Fast forward to the 21st century.
A high school student, named Bill Martin, was visiting the battlefield in Shiloh in the year 2001 and was intrigued by this story. Luckily for him, his mom was a microbiologist at the USDA Agricultural Research Service. He was familiar with his mom’s work on luminescent bacteria that lived in the soil. They made the connection that the glowing wounds could in fact have been caused by the same microorganism that his mom was studying; Photorhabdus luminescens. Being a scientist herself, she encouraged her son to investigate this further. What he uncovered was a remarkable explanation behind a story that was long regarded to be little more than a legend.1
Martin and his friend, Jon Curtis, probed both the bacteria and the conditions during the Battle of Shiloh. They discovered that Photorhabdus luminescens, the bacteria that Martin’s mom studied and the one he thought might have something to do with the glowing wounds, shared a symbiotic life cycle with parasitic worms called nematodes. Nematodes are predators that burrow into insect larvae residing in the soil or on plant surfaces and take up residence in their blood vessels. There, the worms regurgitate the P. luminescens bacteria living inside their guts producing a soft blue light. The bacteria then release a cocktail of toxins that kill the insect host and suppress the growth of other microorganisms that might decompose the larval corpse. This allows P. luminescens and their nematode partner to feast on their prey’s carcass uninterrupted. When they are done devouring the insect host, the bacteria re-colonize the nematode’s guts and piggy-back with the worm as it bursts forth from the corpse in search of a new host. And what’s more – the glow emanated by the parasitized insect is thought to lure in other insect prey.2,3
Was it possible that the chemicals released by P. luminescens were responsible for helping the soldiers survive their horrific wounds? Based on the evidence that P. luminescens was present at Shiloh and the reports of the strange glow from the soldier wounds, Martin and Curtis hypothesized that the glowing bacteria invaded the soldiers’ wounds when nematodes preyed on insect larva who are naturally attracted to such injuries. The resulting infestation could have wiped out any competing, pathogenic bacteria found in wounds besides bathing them in a surreal glow.
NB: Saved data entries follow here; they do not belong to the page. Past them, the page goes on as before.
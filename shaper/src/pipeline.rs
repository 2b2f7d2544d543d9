//! Pipeline orchestration.
//!
//! A [`Pipeline`] ties one schema, template and parse strategy to a model
//! client: render, invoke, parse. Rendering errors reach the caller; model
//! and parse errors become the strategy's recovery outcome.
//!
//! # Example
//!
//! ```rust,ignore
//! use shaper::prelude::*;
//!
//! let pipeline = Pipeline::builder("review")
//!     .schema(schema)
//!     .template(template)
//!     .strategy(ParseStrategy::StrictJson)
//!     .provider(provider)
//!     .build()?;
//!
//! match pipeline.run(review_text).await? {
//!     Extraction::Complete(record) => println!("{}", record.to_json()),
//!     other => eprintln!("{:?}", other.error()),
//! }
//! ```

use tracing::{Instrument, debug, info, info_span, warn};

use crate::chat::SharedChatProvider;
use crate::error::{Error, Result};
use crate::extraction::Extraction;
use crate::format::format_instructions;
use crate::invoker::{ModelInvoker, ModelSettings};
use crate::parser::ParseStrategy;
use crate::prompts::{PromptRenderer, PromptTemplate};
use crate::schema::Schema;

/// A configured extraction pipeline.
///
/// Immutable after construction; share it behind an `Arc` for concurrent runs.
#[derive(Debug, Clone)]
pub struct Pipeline {
    name: String,
    schema: Schema,
    template: PromptTemplate,
    strategy: ParseStrategy,
    instructions: String,
    renderer: PromptRenderer,
    invoker: ModelInvoker,
}

impl Pipeline {
    /// Starts building a pipeline.
    #[must_use]
    pub fn builder(name: impl Into<String>) -> PipelineBuilder {
        PipelineBuilder::new(name)
    }

    /// Pipeline name.
    #[must_use]
    pub fn name(&self) -> &str {
        &self.name
    }

    /// Output schema.
    #[must_use]
    pub const fn schema(&self) -> &Schema {
        &self.schema
    }

    /// Prompt template.
    #[must_use]
    pub const fn template(&self) -> &PromptTemplate {
        &self.template
    }

    /// Parse strategy.
    #[must_use]
    pub const fn strategy(&self) -> ParseStrategy {
        self.strategy
    }

    /// Format instructions injected into every prompt.
    #[must_use]
    pub fn instructions(&self) -> &str {
        &self.instructions
    }

    /// Model invoker.
    #[must_use]
    pub const fn invoker(&self) -> &ModelInvoker {
        &self.invoker
    }

    /// Renders the prompt for `text` without calling the model.
    ///
    /// # Errors
    ///
    /// Returns [`Error::InvalidInput`] for blank text and [`Error::Template`]
    /// if rendering fails.
    pub fn render(&self, text: &str) -> Result<String> {
        self.renderer
            .render(&self.template, text, &self.instructions)
    }

    /// Runs the pipeline once.
    ///
    /// Makes exactly one model call when rendering succeeds.
    ///
    /// # Errors
    ///
    /// Only rendering errors are returned; see [`render`](Self::render).
    pub async fn run(&self, text: &str) -> Result<Extraction> {
        let span = info_span!("pipeline", task = %self.name, strategy = %self.strategy);
        async move {
            let prompt = self.render(text)?;
            debug!(prompt_len = prompt.len(), "prompt rendered");

            let extraction = match self.invoker.invoke(&prompt).await {
                Ok(reply) => self.strategy.parse(&reply, &self.schema),
                Err(error) => self.strategy.recover(&self.schema, error),
            };

            if let Some(error) = extraction.error() {
                let retryable = matches!(error, Error::Upstream(e) if e.is_retryable());
                warn!(error = %error, retryable, outcome = extraction.outcome(), "extraction degraded");
            }
            info!(outcome = extraction.outcome(), "pipeline run complete");
            Ok(extraction)
        }
        .instrument(span)
        .await
    }
}

/// Builder for [`Pipeline`].
#[derive(Default)]
pub struct PipelineBuilder {
    name: String,
    schema: Option<Schema>,
    template: Option<PromptTemplate>,
    strategy: Option<ParseStrategy>,
    provider: Option<SharedChatProvider>,
    settings: ModelSettings,
}

impl std::fmt::Debug for PipelineBuilder {
    fn fmt(&self, f: &mut std::fmt::Formatter<'_>) -> std::fmt::Result {
        f.debug_struct("PipelineBuilder")
            .field("name", &self.name)
            .field("schema", &self.schema.as_ref().map(Schema::name))
            .field("strategy", &self.strategy)
            .field("provider", &self.provider.as_ref().map(|p| p.provider_name()))
            .field("settings", &self.settings)
            .finish_non_exhaustive()
    }
}

impl PipelineBuilder {
    /// Creates an empty builder.
    #[must_use]
    pub fn new(name: impl Into<String>) -> Self {
        Self {
            name: name.into(),
            ..Self::default()
        }
    }

    /// Sets the output schema.
    #[must_use]
    pub fn schema(mut self, schema: Schema) -> Self {
        self.schema = Some(schema);
        self
    }

    /// Sets the prompt template.
    #[must_use]
    pub fn template(mut self, template: PromptTemplate) -> Self {
        self.template = Some(template);
        self
    }

    /// Sets the parse strategy.
    #[must_use]
    pub const fn strategy(mut self, strategy: ParseStrategy) -> Self {
        self.strategy = Some(strategy);
        self
    }

    /// Sets the model client.
    #[must_use]
    pub fn provider(mut self, provider: SharedChatProvider) -> Self {
        self.provider = Some(provider);
        self
    }

    /// Sets the model settings.
    #[must_use]
    pub fn settings(mut self, settings: ModelSettings) -> Self {
        self.settings = settings;
        self
    }

    /// Validates the parts and builds the pipeline.
    ///
    /// # Errors
    ///
    /// Returns [`Error::Configuration`] if a part is missing and
    /// [`Error::Template`] if the template does not check out.
    pub fn build(self) -> Result<Pipeline> {
        let Self {
            name,
            schema,
            template,
            strategy,
            provider,
            settings,
        } = self;

        let missing =
            |part: &str| Error::configuration(format!("pipeline '{name}' has no {part}"));
        let schema = schema.ok_or_else(|| missing("schema"))?;
        let template = template.ok_or_else(|| missing("template"))?;
        let strategy = strategy.ok_or_else(|| missing("parse strategy"))?;
        let provider = provider.ok_or_else(|| missing("model provider"))?;

        let renderer = PromptRenderer::new();
        renderer.check(&template)?;
        let instructions = format_instructions(&schema, strategy.format_style());

        Ok(Pipeline {
            name,
            schema,
            template,
            strategy,
            instructions,
            renderer,
            invoker: ModelInvoker::new(provider, settings),
        })
    }
}

#[cfg(test)]
#[allow(clippy::unwrap_used, clippy::panic, clippy::clone_on_ref_ptr)]
mod tests {
    use std::sync::Arc;

    use super::*;
    use crate::error::LlmError;
    use crate::llms::MockProvider;
    use crate::schema::FieldSpec;

    fn schema() -> Schema {
        Schema::builder("person")
            .field(FieldSpec::text("name", "Full name"))
            .build()
            .unwrap()
    }

    fn template() -> PromptTemplate {
        PromptTemplate::new("person", "Text:\n{{ text }}\n\n{{ format_instructions }}", "text")
    }

    fn pipeline(mock: Arc<MockProvider>, strategy: ParseStrategy) -> Pipeline {
        Pipeline::builder("person")
            .schema(schema())
            .template(template())
            .strategy(strategy)
            .provider(mock)
            .build()
            .unwrap()
    }

    #[test]
    fn build_requires_every_part() {
        let err = Pipeline::builder("p").schema(schema()).build().unwrap_err();
        assert!(matches!(err, Error::Configuration(_)));
    }

    #[test]
    fn build_checks_template() {
        let err = Pipeline::builder("p")
            .schema(schema())
            .template(PromptTemplate::new("t", "{{ other }}", "text"))
            .strategy(ParseStrategy::LooseJson)
            .provider(Arc::new(MockProvider::new(["{}"])))
            .build()
            .unwrap_err();
        assert!(matches!(err, Error::Template(_)));
    }

    #[tokio::test]
    async fn prompt_carries_text_and_instructions() {
        let mock = Arc::new(MockProvider::new([r#"{"name":"Ada"}"#]));
        let pipeline = pipeline(mock.clone(), ParseStrategy::LooseJson);

        let extraction = pipeline.run("  Ada Lovelace  ").await.unwrap();
        assert_eq!(extraction.record().unwrap().text("name"), Some("Ada"));

        let prompt = &mock.last_request().await.unwrap().messages[0].content;
        assert!(prompt.starts_with("Text:\nAda Lovelace\n\n"));
        assert!(prompt.ends_with(pipeline.instructions()));
    }

    #[tokio::test]
    async fn blank_input_never_calls_provider() {
        let mock = Arc::new(MockProvider::new(["unused"]));
        let pipeline = pipeline(mock.clone(), ParseStrategy::StrictJson);

        let err = pipeline.run(" \n ").await.unwrap_err();
        assert!(matches!(err, Error::InvalidInput(_)));
        assert_eq!(mock.call_count(), 0);
    }

    #[tokio::test]
    async fn upstream_failure_is_absorbed() {
        let mock = Arc::new(MockProvider::failing(LlmError::rate_limited("mock")));

        let loose = pipeline(mock.clone(), ParseStrategy::LooseJson).run("x").await.unwrap();
        assert!(matches!(loose, Extraction::Fallback { error: Error::Upstream(_), .. }));

        let strict = pipeline(mock.clone(), ParseStrategy::StrictJson).run("x").await.unwrap();
        assert!(matches!(strict, Extraction::Unavailable { error: Error::Upstream(_) }));
        assert_eq!(mock.call_count(), 2);
    }
}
The only caveat with the hypothesis was that P. luminescens cannot survive at human body temperatures. The young scientists had to come up with a novel explanation to fit this piece of the puzzle. The clue lay in the harsh conditions of the battlefield itself. The battle was fought in early April when temperatures were low and the grounds were wet with rain. The injured soldiers were left to the elements of nature and suffered from hypothermia. This would provide a perfect environment for P. luminescens to overtake and kill off harmful bacteria. Then, when the soldiers were transported to a warmer environment, their bodies would have naturally killed off the bug. For once, hypothermia was a good thing.
Often, a bacterial infection in an open wound would herald a fatal outcome. But this was an instance where the right bacterium at the right time was actually instrumental in saving lives. The soldiers at Shiloh should have been thanking their microbial buddies. But who knew back then that angels came in microscopic sizes? As for Martin and Curtis, they went on to win first place in team competition at the 2001 Intel International Science and Engineering Fair. Personally, I used this story as an example to my own children of how simple curiosity leads to solving bigger problems.
- Sharma S. et al. (2002). The lumicins: novel bacteriocins from Photorhabdus luminescens with similarity to the uropathogenic-specific protein (USP) from uropathogenic Escherichia coli. FEMS Microbiol Lett. 214, 241-9.